Die neue IT-Lösung soll effektiv, funktional und kinderleicht zu bedienen sein. Dann kommt der Praxisschock: Nichts funktioniert wie zugesagt, Beschäftigte kämpfen mit unhandlichen Systemen. Im Interview mit »Gute Arbeit« 9/2022 zeigt Professor Simon Nestler Strategien auf, wie man Projektfehler vermeidet. Beteiligung von Beschäftigten und Interessenvertretungen ist für ihn ein Erfolgsfaktor.

Vorbemerkung: Der Interview-Partner Professor Simon Nestler hat einen Praxisleitfaden verfasst (Menschenzentrierte Digitalisierung), der Interessenvertretungen dabei helfen kann, wie eine neue Software eingeführt werden sollte: wie sie gedacht, konzipiert, geplant, diskutiert, entwickelt und verbessert werden sollte. Und zwar in dieser Reihenfolge. Der Leitfaden basiert vor allem auf Projekten und Praxiserfahrungen aus Verwaltungen, ist jedoch auch für Arbeitgeber und Betriebsräte hilfreich und geeignet. Hier ein stark  gekürzter Auszug des Interviews:

Eine Software überzeugt den Arbeitgeber, alle Probleme scheinen gelöst. Danach stöhnt das Personal, weil die Handhabbarkeit schlecht ist. Sind solche Fehler vermeidbar?

Zunächst stellt sich die Frage: Wer kauft ein? Wer entscheidet, ob eine Software passt? Häufig tragen Personen dafür die Verantwortung, die ein System oder eine Software im Arbeitsalltag nicht nutzen. (…)

Die Beschäftigten, die eine Software in der Praxis anwenden, sind hingegen meistens bei der Anschaffung nicht oder kaum involviert. Daher kann zum Zeitpunkt des Kaufs nicht über die Benutzbarkeit und Handhabung geurteilt werden. (…) Fundierte Erfahrung mit der Qualität verschaffe ich mir erst beim Arbeitseinsatz.

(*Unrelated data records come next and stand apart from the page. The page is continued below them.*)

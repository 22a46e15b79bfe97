#[derive(Debug, Clone, Default, PartialEq)]
pub enum Content {
    #[default]
    None,
    /// Inner markup of a leaf element, stored verbatim.
    Text(String),
    Children(Vec<super::Element>),
}

impl Content {
    pub fn children(&self) -> &[super::Element] {
        match self {
            Self::Children(children) => children,
            _ => &[],
        }
    }
}
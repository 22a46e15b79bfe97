//! Interactive behaviour for the portfolio page.
//!
//! Every component runs against an injected [`pagedom::Surface`] and is
//! driven by a [`Page`], which routes surface events to subscribed
//! components and fires deferred tasks from a virtual clock.

pub mod config;
pub mod form;
pub mod navbar;
pub mod page;
pub mod prefs;
pub mod reveal;
pub mod runtime;
pub mod site;
pub mod smooth_scroll;
pub mod theme;
pub mod timers;
pub mod typing;
pub mod validation;

pub use config::{ConfigError, PageConfig};
pub use page::{Context, Listener, Page, PageSnapshot, Task};
pub use runtime::{Command, Runtime};

pub mod prelude {
    pub use crate::config::PageConfig;
    pub use crate::form::{FormState, FormValidator, SubmissionStatus};
    pub use crate::page::{Page, PageSnapshot};
    pub use crate::prefs::{JsonFileBackend, MemoryBackend, PreferenceBackend};
    pub use crate::runtime::{Command, Runtime};
    pub use crate::theme::Theme;
    pub use crate::validation::{Field, FieldError, ValidationErrorKind, ValidationResult};

    pub use pagedom::{Document, Event, Surface};
}
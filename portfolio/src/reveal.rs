//! Fade-and-rise entrance for cards as they scroll into view.

use log::debug;
use pagedom::{EventKind, RootMargin, Surface, Target, is_intersecting};

use crate::config::RevealConfig;
use crate::page::{Context, Listener};

const HIDDEN_OFFSET: f32 = 20.0;
const TRANSITION: &str = "opacity 0.6s ease, transform 0.6s ease";

#[derive(Debug)]
pub struct RevealAnimation {
    config: RevealConfig,
    /// Elements still waiting to be revealed, in document order.
    observed: Vec<String>,
}

impl RevealAnimation {
    pub fn new(config: RevealConfig) -> Self {
        Self {
            config,
            observed: Vec::new(),
        }
    }

    /// Elements not yet revealed.
    pub fn pending(&self) -> &[String] {
        &self.observed
    }

    /// Hide every matching element, then reveal whatever is already on
    /// screen.
    pub fn mount<S: Surface>(&mut self, cx: &mut Context<'_, S>) {
        let classes = &self.config.classes;
        let targets = cx
            .surface()
            .query_within(&cx.surface().body_id(), &|el| {
                classes.iter().any(|class| el.has_class(class))
            });

        for id in &targets {
            if let Some(el) = cx.surface_mut().element_mut(id) {
                el.style.opacity = Some(0.0);
                el.style.translate_y = Some(HIDDEN_OFFSET);
                el.style.transition = Some(TRANSITION.to_string());
            }
        }
        debug!("observing {} element(s) for reveal", targets.len());
        self.observed = targets;

        cx.listen(Target::Window, EventKind::Scroll, Listener::Reveal);
        cx.listen(Target::Window, EventKind::Resize, Listener::Reveal);
        self.check(cx);
    }

    /// Reveal every observed element touching the margin-shrunk viewport.
    /// Any overlap is enough, however small.
    pub fn check<S: Surface>(&mut self, cx: &mut Context<'_, S>) {
        let viewport = cx.surface().viewport();
        let margin = RootMargin::bottom(self.config.bottom_margin);

        let mut revealed = Vec::new();
        self.observed.retain(|id| {
            let Some(el) = cx.surface().element(id) else {
                return false;
            };
            if is_intersecting(el.rect, viewport, margin) {
                revealed.push(id.clone());
                false
            } else {
                true
            }
        });

        for id in revealed {
            if let Some(el) = cx.surface_mut().element_mut(&id) {
                el.style.opacity = Some(1.0);
                el.style.translate_y = Some(0.0);
            }
        }
    }
}
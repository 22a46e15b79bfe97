use std::sync::{Arc, Mutex};
use std::time::Duration;

use pagedom::Event;
use portfolio::form::SubmissionStatus;
use portfolio::site::portfolio_document;
use portfolio::{Command, Page, PageConfig, PageSnapshot, Runtime};
use tokio::sync::mpsc;

fn runtime(snapshots: Arc<Mutex<Vec<PageSnapshot>>>) -> Runtime<pagedom::Document> {
    let page = Page::new(portfolio_document(), PageConfig::default().without_typing());
    Runtime::new(page).on_snapshot(move |snapshot| snapshots.lock().unwrap().push(snapshot.clone()))
}

// ============================================================================
// Runtime
// ============================================================================

#[tokio::test(start_paused = true)]
async fn test_submission_completes_in_real_time() {
    let snapshots = Arc::new(Mutex::new(Vec::new()));
    let (tx, rx) = mpsc::channel(16);

    let driver = async move {
        for event in [
            Event::input("name", "Jane Doe"),
            Event::input("email", "jane@example.com"),
            Event::input("message", "Hello, this is a test message."),
            Event::submit("contact-form"),
        ] {
            tx.send(Command::Dispatch(event)).await.unwrap();
        }
        tx.send(Command::Snapshot).await.unwrap();
        tokio::time::sleep(Duration::from_millis(2100)).await;
        tx.send(Command::Snapshot).await.unwrap();
    };

    let (page, ()) = tokio::join!(runtime(snapshots.clone()).run(rx), driver);

    let snapshots = snapshots.lock().unwrap();
    assert_eq!(snapshots.len(), 2);
    assert_eq!(snapshots[0].status, Some(SubmissionStatus::Submitting));
    assert!(snapshots[0].submit_disabled);
    assert_eq!(snapshots[1].status, Some(SubmissionStatus::Idle));
    assert!(snapshots[1].success.is_some());
    assert!(snapshots[1].fields.iter().all(|f| f.value.is_empty()));

    assert!(page.is_mounted());
    assert!(page.now() >= Duration::from_millis(2100));
}

#[tokio::test(start_paused = true)]
async fn test_scroll_command_moves_window() {
    let snapshots = Arc::new(Mutex::new(Vec::new()));
    let (tx, rx) = mpsc::channel(4);

    let driver = async move {
        tx.send(Command::ScrollTo(500)).await.unwrap();
        tx.send(Command::Snapshot).await.unwrap();
    };
    let (page, ()) = tokio::join!(runtime(snapshots.clone()).run(rx), driver);

    assert_eq!(snapshots.lock().unwrap()[0].scroll_offset, 500);
    assert_eq!(page.reveal().map(|r| r.pending().len()), Some(8));
}

#[tokio::test(start_paused = true)]
async fn test_closing_channel_drops_pending_tasks() {
    let (tx, rx) = mpsc::channel(4);
    let driver = async move {
        tx.send(Command::Dispatch(Event::input("name", "Jane Doe"))).await.unwrap();
        tx.send(Command::Dispatch(Event::input("email", "jane@example.com"))).await.unwrap();
        tx.send(Command::Dispatch(Event::input("message", "Hello, this is a test message.")))
            .await
            .unwrap();
        tx.send(Command::Dispatch(Event::submit("contact-form"))).await.unwrap();
    };

    let page = Page::new(portfolio_document(), PageConfig::default().without_typing());
    let (page, ()) = tokio::join!(Runtime::new(page).run(rx), driver);

    assert_eq!(
        page.form().map(|f| f.state().status()),
        Some(SubmissionStatus::Submitting)
    );
    assert_eq!(page.pending_tasks(), 1);
}
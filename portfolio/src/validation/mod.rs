//! Declarative field validation for the contact form.
//!
//! Each [`Field`] owns an ordered list of rules. Values are trimmed before
//! checking and the first failing rule decides the error, so a field
//! reports at most one problem at a time.
//!
//! # Example
//!
//! ```
//! use portfolio::validation::{Field, ValidationErrorKind};
//!
//! assert!(Field::Email.validate("jane@example.com").is_ok());
//!
//! let err = Field::Name.validate("J").unwrap_err();
//! assert_eq!(err.kind, ValidationErrorKind::TooShort);
//! assert_eq!(err.to_string(), "Name must be at least 2 characters long");
//! ```

mod field;
mod result;
mod rules;

pub use field::{Field, is_valid_email};
pub use result::{FieldError, ValidationErrorKind, ValidationResult};
pub use rules::FieldRules;
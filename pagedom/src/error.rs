use thiserror::Error;

/// Errors raised when a surface operation cannot be applied.
#[derive(Debug, Clone, PartialEq, Eq, Error)]
pub enum SurfaceError {
    #[error("no element with id '{0}'")]
    NotFound(String),
    #[error("an element with id '{0}' already exists")]
    DuplicateId(String),
    #[error("element '{id}' is a <{tag}>, not a text control")]
    NotAControl { id: String, tag: &'static str },
}
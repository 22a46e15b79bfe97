//! Light/dark theme toggle with a persisted preference.

use std::fmt;
use std::str::FromStr;

use log::{debug, warn};
use pagedom::{Event, EventKind, Surface, Tag, Target};
use serde::Deserialize;
use thiserror::Error;

use crate::config::ThemeConfig;
use crate::page::{Context, Listener};
use crate::prefs::PreferenceBackend;

/// Preference key the theme is stored under.
pub const THEME_KEY: &str = "theme";

#[derive(Debug, Clone, Copy, PartialEq, Eq, Default, Deserialize)]
#[serde(rename_all = "lowercase")]
pub enum Theme {
    #[default]
    Dark,
    Light,
}

impl Theme {
    pub fn as_str(self) -> &'static str {
        match self {
            Theme::Dark => "dark",
            Theme::Light => "light",
        }
    }

    pub fn toggled(self) -> Self {
        match self {
            Theme::Dark => Theme::Light,
            Theme::Light => Theme::Dark,
        }
    }

    /// Icon class shown on the toggle while this theme is active.
    pub fn icon_class(self) -> &'static str {
        match self {
            Theme::Dark => "fas fa-moon",
            Theme::Light => "fas fa-sun",
        }
    }
}

impl fmt::Display for Theme {
    fn fmt(&self, f: &mut fmt::Formatter<'_>) -> fmt::Result {
        f.write_str(self.as_str())
    }
}

/// A stored or configured theme name that is neither `dark` nor `light`.
#[derive(Debug, Clone, PartialEq, Eq, Error)]
#[error("unknown theme '{0}'")]
pub struct UnknownTheme(pub String);

impl FromStr for Theme {
    type Err = UnknownTheme;

    fn from_str(s: &str) -> Result<Self, Self::Err> {
        match s {
            "dark" => Ok(Theme::Dark),
            "light" => Ok(Theme::Light),
            other => Err(UnknownTheme(other.to_string())),
        }
    }
}

#[derive(Debug)]
pub struct ThemeManager {
    theme: Theme,
    toggle_id: String,
}

impl ThemeManager {
    /// Read the stored preference, falling back to the configured default.
    pub fn new(config: ThemeConfig, prefs: &dyn PreferenceBackend) -> Self {
        let theme = match prefs.get(THEME_KEY) {
            Ok(Some(stored)) => stored.parse().unwrap_or_else(|e| {
                warn!("{e}, using {}", config.default);
                config.default
            }),
            Ok(None) => config.default,
            Err(e) => {
                warn!("could not read theme preference: {e}");
                config.default
            }
        };
        Self {
            theme,
            toggle_id: config.toggle_id,
        }
    }

    pub fn theme(&self) -> Theme {
        self.theme
    }

    pub fn mount<S: Surface>(&mut self, cx: &mut Context<'_, S>, prefs: &mut dyn PreferenceBackend) {
        self.apply(cx, prefs);
        if cx.surface().exists(&self.toggle_id) {
            cx.listen(Target::element(&self.toggle_id), EventKind::Click, Listener::Theme);
        } else {
            debug!("theme toggle '{}' not found", self.toggle_id);
        }
    }

    pub fn handle_event<S: Surface>(
        &mut self,
        event: &Event,
        cx: &mut Context<'_, S>,
        prefs: &mut dyn PreferenceBackend,
    ) {
        if let Event::Click { .. } = event {
            self.toggle(cx, prefs);
        }
    }

    pub fn toggle<S: Surface>(&mut self, cx: &mut Context<'_, S>, prefs: &mut dyn PreferenceBackend) {
        self.theme = self.theme.toggled();
        debug!("theme -> {}", self.theme);
        self.apply(cx, prefs);
    }

    /// Reflect the current theme on the body and toggle icon, then persist it.
    pub fn apply<S: Surface>(&self, cx: &mut Context<'_, S>, prefs: &mut dyn PreferenceBackend) {
        let body = cx.surface().body_id();
        let icon = cx.surface().child_by_tag(&self.toggle_id, Tag::Icon);
        let surface = cx.surface_mut();

        let _ = match self.theme {
            Theme::Light => surface.set_attribute(&body, "data-theme", "light"),
            Theme::Dark => surface.remove_attribute(&body, "data-theme"),
        };
        if let Some(icon) = icon {
            let _ = surface.set_class_name(&icon, self.theme.icon_class());
        }

        if let Err(e) = prefs.set(THEME_KEY, self.theme.as_str()) {
            warn!("could not persist theme preference: {e}");
        }
    }
}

Also entscheiden die Häuptlinge, die Indianer sind nicht eingeweiht. Was muss bei der betrieblichen Digitalisierung besser laufen?

Letztendlich müssen wir über Anforderungen sprechen. Es gibt zwei unterschiedliche Ebenen, was auch die ISO-Norm zur Softwareergonomie (ISO Norm 9241) ausführt: Einerseits die Anforderungen der (…) Häuptlinge: das kann der Preis sein, wobei die Folgekostensein nicht vergessen werden dürfen: etwa durch einen hohen Service- und Wartungs- sowie Schulungsbedarf; die Funktionalität im Einsatz muss stimmen, die IT-Sicherheit, der Datenschutz und so fort.

Andererseits geht es um die Anforderungen der Indianer:innen. Die wollen eine einfache Bedienung, eine gute Gebrauchstauglichkeit, transparente Arbeitsergebnisse, eine hohe Fehlertoleranz mit Korrekturmöglichkeiten und ein positives Arbeitserleben. Beide Anforderungen sind bedeutsam. (…)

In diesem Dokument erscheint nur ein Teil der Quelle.